→ **PROBLEM STATEMENT**
Below is a set of records. Please retype every one exactly.

(Stored items)
———
//! Real-time arrival predictions for 511.org transit stops.
//!
//! [`orchestrator::Handle`] polls each configured stop on its own timer and
//! keeps a display-ready [`model::StopSnapshot`] per stop, falling back to the
//! last good data when the upstream misbehaves.

pub mod aggregate;
pub mod cache;
pub mod config;
pub mod diagnostics;
pub mod entity;
pub mod error;
pub mod fetch;
pub mod health;
pub mod mapper;
pub mod model;
pub mod orchestrator;
pub mod output;
pub mod parser;
pub mod retry;

#[cfg(test)]
mod test_support;

pub use config::{ServiceConfig, StopConfig, TimeFormat};
pub use error::{ConfigError, FetchError, ParseError, ServiceError};
pub use model::StopSnapshot;
pub use orchestrator::{Handle, StopStatus};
———
→ **TASK RESULT**
//! Real-time arrival predictions for 511.org transit stops.
//!
//! [`orchestrator::Handle`] polls each configured stop on its own timer and
//! keeps a display-ready [`model::StopSnapshot`] per stop, falling back to the
//! last good data when the upstream misbehaves.

pub mod aggregate;
pub mod cache;
pub mod config;
pub mod diagnostics;
pub mod entity;
pub mod error;
pub mod fetch;
pub mod health;
pub mod mapper;
pub mod model;
pub mod orchestrator;
pub mod output;
pub mod parser;
pub mod retry;

#[cfg(test)]
mod test_support;

pub use config::{ServiceConfig, StopConfig, TimeFormat};
pub use error::{ConfigError, FetchError, ParseError, ServiceError};
pub use model::StopSnapshot;
pub use orchestrator::{Handle, StopStatus};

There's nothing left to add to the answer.